Where are callbacks frequently used in ns-3? Here are some of the more visible ones to typical users:

  • Socket API
  • Layer-2/Layer-3 API
  • Tracing subsystem
  • API between IP and routing subsystems

Implementation details

The code snippets above are simplistic and only designed to illustrate the mechanism itself. The actual Callback code is quite complicated and very template-intense and a deep understanding of the code is not required. If interested, expert users may find the following useful.
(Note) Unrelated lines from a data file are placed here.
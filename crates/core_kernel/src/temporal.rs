//! Calendar date and timestamp handling
//!
//! Policy records carry plain calendar dates (start/end of cover) and
//! UTC audit timestamps. The store keeps timestamps at microsecond
//! resolution, so timestamps produced here are truncated to match.

use chrono::{DateTime, Duration, NaiveDate, Timelike, Utc};

/// Export format for calendar dates
pub const DATE_FORMAT: &str = "%Y-%m-%d";

/// Export format for audit timestamps
pub const TIMESTAMP_FORMAT: &str = "%Y-%m-%d %H:%M:%S";

/// Formats an optional date as `YYYY-MM-DD`, or an empty string when absent
pub fn format_date(date: Option<NaiveDate>) -> String {
    date.map(|d| d.format(DATE_FORMAT).to_string())
        .unwrap_or_default()
}

/// Formats an optional timestamp as `YYYY-MM-DD HH:MM:SS`, or an empty string when absent
pub fn format_timestamp(timestamp: Option<DateTime<Utc>>) -> String {
    timestamp
        .map(|t| t.format(TIMESTAMP_FORMAT).to_string())
        .unwrap_or_default()
}

/// Truncates a timestamp to whole microseconds
pub fn truncate_to_micros(timestamp: DateTime<Utc>) -> DateTime<Utc> {
    let micros = timestamp.nanosecond() / 1_000 * 1_000;
    timestamp.with_nanosecond(micros).unwrap_or(timestamp)
}

/// Current time at store resolution
pub fn now_micros() -> DateTime<Utc> {
    truncate_to_micros(Utc::now())
}

/// Returns `now`, or one microsecond past `previous` if `now` does not move forward
///
/// Used to refresh modification timestamps so that every mutation is
/// strictly later than the one before it, even within one clock tick.
pub fn advance_past(previous: DateTime<Utc>, now: DateTime<Utc>) -> DateTime<Utc> {
    let now = truncate_to_micros(now);
    if now > previous {
        now
    } else {
        previous + Duration::microseconds(1)
    }
}
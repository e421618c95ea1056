//! API error handling

use axum::{
    http::StatusCode,
    response::{IntoResponse, Response},
    Json,
};
use domain_policy::PolicyError;
use serde::Serialize;
use thiserror::Error;
use tracing::{error, warn};

/// API error types
#[derive(Debug, Error)]
pub enum ApiError {
    #[error("Not found: {0}")]
    NotFound(String),

    #[error("Validation error: {0}")]
    Validation(String),

    #[error("Conflict: {0}")]
    Conflict(String),

    #[error("Internal server error: {0}")]
    Internal(String),
}

/// Error response body
#[derive(Debug, Serialize)]
pub struct ErrorResponse {
    pub error: String,
    pub message: String,
}

impl IntoResponse for ApiError {
    fn into_response(self) -> Response {
        match self {
            // Not-found and validation failures carry no body.
            ApiError::NotFound(msg) => {
                warn!(reason = %msg, "Resource not found");
                StatusCode::NOT_FOUND.into_response()
            }
            ApiError::Validation(msg) => {
                warn!(reason = %msg, "Rejected invalid request");
                StatusCode::BAD_REQUEST.into_response()
            }
            ApiError::Conflict(msg) => {
                let body = ErrorResponse {
                    error: "conflict".to_string(),
                    message: msg,
                };
                (StatusCode::CONFLICT, Json(body)).into_response()
            }
            ApiError::Internal(msg) => {
                // Storage detail stays in the log.
                error!(reason = %msg, "Request failed");
                let body = ErrorResponse {
                    error: "internal_error".to_string(),
                    message: "An internal error occurred".to_string(),
                };
                (StatusCode::INTERNAL_SERVER_ERROR, Json(body)).into_response()
            }
        }
    }
}

impl From<PolicyError> for ApiError {
    fn from(err: PolicyError) -> Self {
        match err {
            PolicyError::NotFound(_) => ApiError::NotFound(err.to_string()),
            PolicyError::Validation(msg) => ApiError::Validation(msg),
            PolicyError::DuplicatePolicyNumber(msg) => ApiError::Conflict(msg),
            PolicyError::Storage(msg) => ApiError::Internal(msg),
        }
    }
}

#[cfg(test)]
mod tests {
    use super::*;
    use axum::body::to_bytes;
    use core_kernel::PolicyId;

    #[tokio::test]
    async fn test_internal_error_hides_storage_detail() {
        let response = ApiError::from(PolicyError::Storage(
            "relation \"insurances\" does not exist".to_string(),
        ))
        .into_response();

        assert_eq!(response.status(), StatusCode::INTERNAL_SERVER_ERROR);
        let body = to_bytes(response.into_body(), usize::MAX).await.unwrap();
        let json: serde_json::Value = serde_json::from_slice(&body).unwrap();
        assert_eq!(json["error"], "internal_error");
        assert_eq!(json["message"], "An internal error occurred");
        assert!(!String::from_utf8_lossy(&body).contains("insurances"));
    }

    #[test]
    fn test_domain_errors_map_to_statuses() {
        let cases = [
            (PolicyError::NotFound(PolicyId::new(1)), StatusCode::NOT_FOUND),
            (PolicyError::validation("Provider is required"), StatusCode::BAD_REQUEST),
            (PolicyError::DuplicatePolicyNumber("P-1".to_string()), StatusCode::CONFLICT),
            (PolicyError::Storage("down".to_string()), StatusCode::INTERNAL_SERVER_ERROR),
        ];

        for (err, status) in cases {
            assert_eq!(ApiError::from(err).into_response().status(), status);
        }
    }
}
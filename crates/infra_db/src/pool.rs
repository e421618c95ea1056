//! Connection pool and schema migrations
//!
//! The pool is built from a [`DatabaseConfig`]; migrations are embedded at
//! compile time from the workspace `migrations/` directory.

use std::time::Duration;

use sqlx::postgres::{PgPool, PgPoolOptions};
use tracing::info;

use crate::error::DatabaseError;

/// Type alias for the PostgreSQL connection pool
pub type DatabasePool = PgPool;

/// Pool settings for the record store
///
/// ```rust
/// use infra_db::DatabaseConfig;
/// use std::time::Duration;
///
/// let config = DatabaseConfig::new("postgres://localhost/insurance")
///     .max_connections(20)
///     .acquire_timeout(Duration::from_secs(5));
/// ```
#[derive(Debug, Clone)]
pub struct DatabaseConfig {
    pub url: String,
    pub max_connections: u32,
    pub min_connections: u32,
    /// How long a request waits for a free connection
    pub acquire_timeout: Duration,
    /// Idle connections above `min_connections` are closed after this
    pub idle_timeout: Duration,
}

impl DatabaseConfig {
    /// Configuration for `url` with ten connections, two kept warm
    pub fn new(url: impl Into<String>) -> Self {
        Self {
            url: url.into(),
            max_connections: 10,
            min_connections: 2,
            acquire_timeout: Duration::from_secs(30),
            idle_timeout: Duration::from_secs(10 * 60),
        }
    }

    pub fn max_connections(mut self, max: u32) -> Self {
        self.max_connections = max;
        // A pool can never keep more warm connections than it may open.
        self.min_connections = self.min_connections.min(max);
        self
    }

    pub fn min_connections(mut self, min: u32) -> Self {
        self.min_connections = min.min(self.max_connections);
        self
    }

    pub fn acquire_timeout(mut self, timeout: Duration) -> Self {
        self.acquire_timeout = timeout;
        self
    }

    pub fn idle_timeout(mut self, timeout: Duration) -> Self {
        self.idle_timeout = timeout;
        self
    }
}

impl Default for DatabaseConfig {
    fn default() -> Self {
        Self::new("postgres://localhost/insurance")
    }
}

/// Opens the connection pool
///
/// # Errors
///
/// Returns `DatabaseError::ConnectionFailed` if no connection can be established
pub async fn create_pool(config: DatabaseConfig) -> Result<DatabasePool, DatabaseError> {
    info!(
        max_connections = config.max_connections,
        min_connections = config.min_connections,
        "Opening database pool"
    );

    PgPoolOptions::new()
        .max_connections(config.max_connections)
        .min_connections(config.min_connections)
        .acquire_timeout(config.acquire_timeout)
        .idle_timeout(config.idle_timeout)
        .connect(&config.url)
        .await
        .map_err(|e| DatabaseError::ConnectionFailed(e.to_string()))
}

/// Brings the `insurances` schema up to date
///
/// # Errors
///
/// Returns `DatabaseError::MigrationFailed` if a migration cannot be applied
pub async fn run_migrations(pool: &DatabasePool) -> Result<(), DatabaseError> {
    sqlx::migrate!("../../migrations")
        .run(pool)
        .await
        .map_err(|e| DatabaseError::MigrationFailed(e.to_string()))?;

    info!("Database migrations applied");
    Ok(())
}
The code was originally written based on the techniques described in http://www.codeproject.com/cpp/TTLFunction.asp. It was subsequently rewritten to follow the architecture outlined in Modern C++ Design, Generic Programming and Design Patterns Applied, Alexandrescu, chapter 5, Generalized Functors.

This code uses:

  • default template parameters to saves users from having to specify empty parameters when the number of parameters is smaller than the maximum supported number
  • the pimpl idiom: the Callback class is passed around by value and delegates the crux of the work to its pimpl pointer.
  • two pimpl implementations which derive from CallbackImpl FunctorCallbackImpl can be used with any functor-type while MemPtrCallbackImpl can be used with pointers to member functions.
  • a reference list implementation to implement the Callback’s value semantics.

This code most notably departs from the Alexandrescu implementation in that it does not use type lists to specify and pass around the types of the callback arguments. Of course, it also does not use copy-destruction semantics and relies on a reference list rather than autoPtr to hold the pointer.